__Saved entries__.
——

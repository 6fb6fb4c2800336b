//! Kotlin declaration rewriting for a misspelled package segment.
//!
//! Two rules are applied to the whole file text, one per declaration kind:
//!
//! ```text
//! package com.zeroscam.core_domain.util       ->  package com.zeroscam.coredomain.util
//! import com.zeroscam.core_domain.model.X     ->  import com.zeroscam.coredomain.model.X
//! import com.zeroscam.core_domain.model.*     ->  import com.zeroscam.coredomain.model.*
//! package com.zeroscam.core_domainish         ->  (untouched)
//! ```
//!
//! The old token only matches as a whole segment: the continuation is a run
//! of `.segment` groups and the match must end on a word boundary.

use crate::error::{FixError, Result};
use regex::Regex;
use std::fs;
use std::path::Path;

/// Declaration keyword a rule is anchored on.
#[derive(Debug, Clone, Copy, PartialEq, Eq)]
pub enum Declaration {
    Package,
    Import,
}

impl Declaration {
    pub const ALL: [Declaration; 2] = [Declaration::Package, Declaration::Import];

    pub fn keyword(self) -> &'static str {
        match self {
            Declaration::Package => "package",
            Declaration::Import => "import",
        }
    }
}

/// Compiled substitution rules for one segment rename.
#[derive(Debug)]
pub struct PackageRules {
    old: String,
    new: String,
    replacements: Vec<(Regex, String)>,
}

impl PackageRules {
    /// Compiles one rule per [`Declaration`] for `namespace.old` -> `namespace.new`.
    pub fn new(namespace: &str, old: &str, new: &str) -> Result<Self> {
        let mut replacements = Vec::with_capacity(Declaration::ALL.len());

        for decl in Declaration::ALL {
            let pattern = format!(
                r"({keyword} {ns}\.){old}((?:\.[A-Za-z0-9_]+)*)\b",
                keyword = decl.keyword(),
                ns = regex::escape(namespace),
                old = regex::escape(old),
            );
            log::debug!("{} rule: {}", decl.keyword(), pattern);

            replacements.push((Regex::new(&pattern)?, format!("${{1}}{new}${{2}}")));
        }

        Ok(Self {
            old: old.to_string(),
            new: new.to_string(),
            replacements,
        })
    }

    /// The substring whose presence marks a file as needing a fix.
    pub fn marker(&self) -> &str {
        &self.old
    }

    pub fn replacement(&self) -> &str {
        &self.new
    }

    /// Applies every rule to `content`.
    ///
    /// Returns `Some(modified)` if the text changed, `None` otherwise.
    pub fn apply(&self, content: &str) -> Option<String> {
        let mut result = content.to_string();

        for (pattern, replacement) in &self.replacements {
            if pattern.is_match(&result) {
                result = pattern.replace_all(&result, replacement.as_str()).into_owned();
            }
        }

        if result != content { Some(result) } else { None }
    }
}

/// Rewrites one file in place.
///
/// Files without the marker are never written. A file that has the marker
/// but no matching declaration is not written either, so "fixed" always
/// means the bytes on disk changed; such a file is left for the
/// verification pass to report. Returns whether the content on disk
/// changed.
pub fn fix_file(path: &Path, rules: &PackageRules) -> Result<bool> {
    let content = fs::read_to_string(path).map_err(|source| FixError::Read {
        path: path.to_path_buf(),
        source,
    })?;

    if !content.contains(rules.marker()) {
        return Ok(false);
    }

    let Some(new_content) = rules.apply(&content) else {
        log::debug!(
            "Marker present but no declaration matched, leaving: {}",
            path.display()
        );
        return Ok(false);
    };

    fs::write(path, new_content).map_err(|source| FixError::Write {
        path: path.to_path_buf(),
        source,
    })?;
    log::debug!("Updated Kotlin file: {}", path.display());

    Ok(true)
}

#[cfg(test)]
mod tests {
    use super::*;
    use tempfile::TempDir;

    fn rules() -> PackageRules {
        PackageRules::new("com.zeroscam", "core_domain", "coredomain").unwrap()
    }

    #[test]
    fn test_rewrites_package_declaration() {
        let out = rules()
            .apply("package com.zeroscam.core_domain.util\n")
            .unwrap();
        assert_eq!(out, "package com.zeroscam.coredomain.util\n");
    }

    #[test]
    fn test_rewrites_every_import() {
        let src = "import com.zeroscam.core_domain.model.X\n\
                   import com.zeroscam.core_domain.value.PhoneNumber\n\
                   import com.zeroscam.core_domain.enums.*\n";
        let out = rules().apply(src).unwrap();
        assert_eq!(
            out,
            "import com.zeroscam.coredomain.model.X\n\
             import com.zeroscam.coredomain.value.PhoneNumber\n\
             import com.zeroscam.coredomain.enums.*\n"
        );
    }

    #[test]
    fn test_bare_segment_without_continuation() {
        let out = rules().apply("package com.zeroscam.core_domain\n").unwrap();
        assert_eq!(out, "package com.zeroscam.coredomain\n");
    }

    #[test]
    fn test_longer_identifier_is_untouched() {
        let src = "package com.zeroscam.core_domainish\nimport com.zeroscam.core_domain_v2.X\n";
        assert_eq!(rules().apply(src), None);
    }

    #[test]
    fn test_other_namespace_is_untouched() {
        let src = "import org.example.core_domain.X\nval s = \"core_domain\"\n";
        assert_eq!(rules().apply(src), None);
    }

    #[test]
    fn test_usage_outside_declarations_is_left_alone() {
        let src = "package com.zeroscam.core_domain.model\n\
                   val fq = com.zeroscam.core_domain.model.X()\n";
        let out = rules().apply(src).unwrap();
        assert_eq!(
            out,
            "package com.zeroscam.coredomain.model\n\
             val fq = com.zeroscam.core_domain.model.X()\n"
        );
    }

    #[test]
    fn test_namespace_dots_are_literal() {
        let src = "import comxzeroscam.core_domain.X\n";
        assert_eq!(rules().apply(src), None);
    }

    #[test]
    fn test_fix_file_writes_changes() {
        let temp = TempDir::new().unwrap();
        let path = temp.path().join("A.kt");
        fs::write(
            &path,
            "package com.zeroscam.core_domain.util\n\nimport com.zeroscam.core_domain.model.X\n",
        )
        .unwrap();

        assert!(fix_file(&path, &rules()).unwrap());
        assert_eq!(
            fs::read_to_string(&path).unwrap(),
            "package com.zeroscam.coredomain.util\n\nimport com.zeroscam.coredomain.model.X\n"
        );

        // Second pass has nothing left to do
        assert!(!fix_file(&path, &rules()).unwrap());
    }

    #[test]
    fn test_fix_file_without_marker_is_unchanged() {
        let temp = TempDir::new().unwrap();
        let path = temp.path().join("B.kt");
        fs::write(&path, "package com.zeroscam.other\n").unwrap();

        assert!(!fix_file(&path, &rules()).unwrap());
        assert_eq!(
            fs::read_to_string(&path).unwrap(),
            "package com.zeroscam.other\n"
        );
    }

    #[test]
    fn test_fix_file_marker_without_declaration() {
        let temp = TempDir::new().unwrap();
        let path = temp.path().join("C.kt");
        let src = "// see core_domain module\nclass C\n";
        fs::write(&path, src).unwrap();

        assert!(!fix_file(&path, &rules()).unwrap());
        assert_eq!(fs::read_to_string(&path).unwrap(), src);
    }

    #[test]
    fn test_fix_file_missing_fails() {
        let temp = TempDir::new().unwrap();
        let result = fix_file(&temp.path().join("gone.kt"), &rules());

        assert!(matches!(result, Err(FixError::Read { .. })));
    }

    #[cfg(unix)]
    #[test]
    fn test_fix_file_read_only_fails_on_write() {
        use std::os::unix::fs::PermissionsExt;

        let temp = TempDir::new().unwrap();
        let path = temp.path().join("Locked.kt");
        let src = "package com.zeroscam.core_domain.util\n";
        fs::write(&path, src).unwrap();
        fs::set_permissions(&path, fs::Permissions::from_mode(0o444)).unwrap();

        // Permission bits do not bind a privileged user
        if fs::OpenOptions::new().write(true).open(&path).is_ok() {
            return;
        }

        let result = fix_file(&path, &rules());

        assert!(matches!(result, Err(FixError::Write { .. })));
        assert_eq!(fs::read_to_string(&path).unwrap(), src);
    }

    #[test]
    fn test_fix_file_invalid_utf8_fails() {
        let temp = TempDir::new().unwrap();
        let path = temp.path().join("bin.kt");
        fs::write(&path, [0xff, 0xfe, 0x00, 0x63]).unwrap();

        let result = fix_file(&path, &rules());

        assert!(matches!(result, Err(FixError::Read { .. })));
    }
}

——

__PROBLEM STATEMENT__. Among the lines above, count those containing the word "replacements" and give nothing but the result.

__RESPONSE TO THE EXERCISE__. 5